- **The problem**:
If a line in the data below holds the word "that", copy it.

· · · · ·

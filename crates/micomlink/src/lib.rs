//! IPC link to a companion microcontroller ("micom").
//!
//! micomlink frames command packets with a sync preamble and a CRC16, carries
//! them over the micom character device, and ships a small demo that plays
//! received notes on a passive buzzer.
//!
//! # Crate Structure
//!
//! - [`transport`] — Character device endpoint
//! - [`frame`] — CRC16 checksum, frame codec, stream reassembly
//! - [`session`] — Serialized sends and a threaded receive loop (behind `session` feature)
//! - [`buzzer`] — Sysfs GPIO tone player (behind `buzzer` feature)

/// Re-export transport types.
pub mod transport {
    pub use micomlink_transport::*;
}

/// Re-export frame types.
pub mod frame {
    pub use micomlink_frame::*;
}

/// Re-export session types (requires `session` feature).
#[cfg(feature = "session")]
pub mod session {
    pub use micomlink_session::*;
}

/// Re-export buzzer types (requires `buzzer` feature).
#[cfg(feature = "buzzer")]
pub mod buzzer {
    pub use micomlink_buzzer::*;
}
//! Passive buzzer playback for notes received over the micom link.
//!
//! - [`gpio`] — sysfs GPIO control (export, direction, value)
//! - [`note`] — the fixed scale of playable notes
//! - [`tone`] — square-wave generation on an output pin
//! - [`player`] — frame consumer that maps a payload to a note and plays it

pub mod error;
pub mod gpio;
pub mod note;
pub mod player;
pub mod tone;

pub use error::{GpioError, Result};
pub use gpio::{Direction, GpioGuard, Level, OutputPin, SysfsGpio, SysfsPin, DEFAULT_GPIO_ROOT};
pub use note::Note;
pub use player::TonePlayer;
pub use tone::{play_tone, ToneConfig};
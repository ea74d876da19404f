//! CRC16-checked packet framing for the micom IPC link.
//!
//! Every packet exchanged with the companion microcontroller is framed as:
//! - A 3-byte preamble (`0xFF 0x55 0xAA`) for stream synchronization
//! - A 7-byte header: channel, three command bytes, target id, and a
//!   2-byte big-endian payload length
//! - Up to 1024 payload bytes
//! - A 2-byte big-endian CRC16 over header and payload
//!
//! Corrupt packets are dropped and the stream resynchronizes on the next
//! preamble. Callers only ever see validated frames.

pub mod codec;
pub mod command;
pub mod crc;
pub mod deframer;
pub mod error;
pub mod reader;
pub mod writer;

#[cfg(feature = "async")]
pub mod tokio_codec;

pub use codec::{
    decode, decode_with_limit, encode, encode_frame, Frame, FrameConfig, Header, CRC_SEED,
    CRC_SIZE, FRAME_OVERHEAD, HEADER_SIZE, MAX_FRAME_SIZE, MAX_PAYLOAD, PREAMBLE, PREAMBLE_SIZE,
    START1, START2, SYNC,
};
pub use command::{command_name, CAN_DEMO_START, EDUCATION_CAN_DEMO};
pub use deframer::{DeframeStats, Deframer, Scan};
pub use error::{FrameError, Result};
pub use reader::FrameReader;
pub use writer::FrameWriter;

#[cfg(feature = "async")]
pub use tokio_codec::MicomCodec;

· · · · ·

- **Final answer**:
//! them over the micom character device, and ships a small demo that plays
//! - [`player`] — frame consumer that maps a payload to a note and plays it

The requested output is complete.